Cancer treatment has significantly advanced with the emergence of targeted therapies and immunotherapy, yet minimal residual disease (MRD) continues to pose a major challenge. MRD, characterized by a small number of residual cancer cells post-treatment, increases relapse risk and complicates patient management. Traditional MRD detection methods, such as invasive tissue biopsies and bone marrow aspirates, are effective but come with patient discomfort and procedural risks. Liquid biopsy has revolutionized MRD monitoring by providing a non-invasive alternative that analyzes biomarkers in body fluids, such as blood. This approach includes the evaluation of circulating tumor DNA (ctDNA), circulating tumor cells (CTCs), and extracellular vesicles (EVs), offering real-time, dynamic insights into disease status. Recent advancements in liquid biopsy technologies have markedly improved sensitivity and specificity for MRD detection. ctDNA, which reflects tumor genetic alterations, has demonstrated high sensitivity for detecting residual disease and predicting relapse across various cancers, including leukemia, colorectal cancer, and breast cancer. CTCs, which provide insights into tumor dissemination, have shown promise in monitoring disease progression and response to treatment. EVs, containing molecular signatures of the tumor, offer additional non-invasive monitoring capabilities. Despite its potential, liquid biopsy faces challenges related to standardization, cost, and technology limitations.
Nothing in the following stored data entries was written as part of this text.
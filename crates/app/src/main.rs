use std::str::FromStr;
use std::sync::Arc;

use tokio::sync::broadcast::error::RecvError;
use tracing::{info, warn};

use mapdeck_bridge::{BridgeHub, COLLECTION_BRIDGE};
use mapdeck_core::{CollectionState, ViewState};
use mapdeck_reconcile::Reconciler;
use mapdeck_store::{StateStore, Store};

fn init_tracing() {
    let env = std::env::var("MAPDECK_LOG").unwrap_or_else(|_| "info".to_string());
    let filter = tracing_subscriber::EnvFilter::from_str(&env)
        .unwrap_or_else(|_| tracing_subscriber::EnvFilter::new("info"));
    tracing_subscriber::fmt()
        .with_env_filter(filter)
        .with_target(true)
        .init();
}

#[tokio::main(flavor = "multi_thread")]
async fn main() {
    init_tracing();

    let collection: Arc<dyn StateStore<CollectionState>> =
        Arc::new(Store::new(CollectionState::default()));
    let view: Arc<dyn StateStore<ViewState>> = Arc::new(Store::new(ViewState::default()));
    let hub = Arc::new(BridgeHub::new());

    // Single consumer task keeps snapshot application in delivery order;
    // the reconciler itself needs no locks.
    let mut reconciler = Reconciler::new(Arc::clone(&collection), Arc::clone(&view));
    let mut snapshots = hub.subscribe(COLLECTION_BRIDGE);
    tokio::spawn(async move {
        while snapshots.changed().await.is_ok() {
            let snap = snapshots.borrow_and_update().clone();
            if let Some(snap) = snap {
                reconciler.apply_snapshot(&snap);
            }
        }
    });

    // Backend-bound action requests; the backend endpoint lives outside
    // this process, so the sync layer only forwards and logs them.
    let mut actions = hub.actions();
    tokio::spawn(async move {
        loop {
            match actions.recv().await {
                Ok(action) => info!(channel = action.channel(), "action request forwarded"),
                Err(RecvError::Lagged(skipped)) => {
                    warn!(skipped, "action stream lagged");
                }
                Err(RecvError::Closed) => break,
            }
        }
    });

    info!(topic = COLLECTION_BRIDGE, "mapdeck sync layer ready");
    if let Err(e) = tokio::signal::ctrl_c().await {
        eprintln!("signal error: {e}");
        std::process::exit(1);
    }
    info!("shutting down");
}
Ensuring consistent methodologies, reducing costs, and improving accessibility are critical for broader implementation. Future research focuses on enhancing sequencing technologies, refining CTC isolation methods, and exploring additional biomarkers, such as epigenetic markers. Integrating liquid biopsy with traditional diagnostic tools may offer a more comprehensive approach to MRD monitoring, ultimately advancing precision oncology and improving patient outcomes.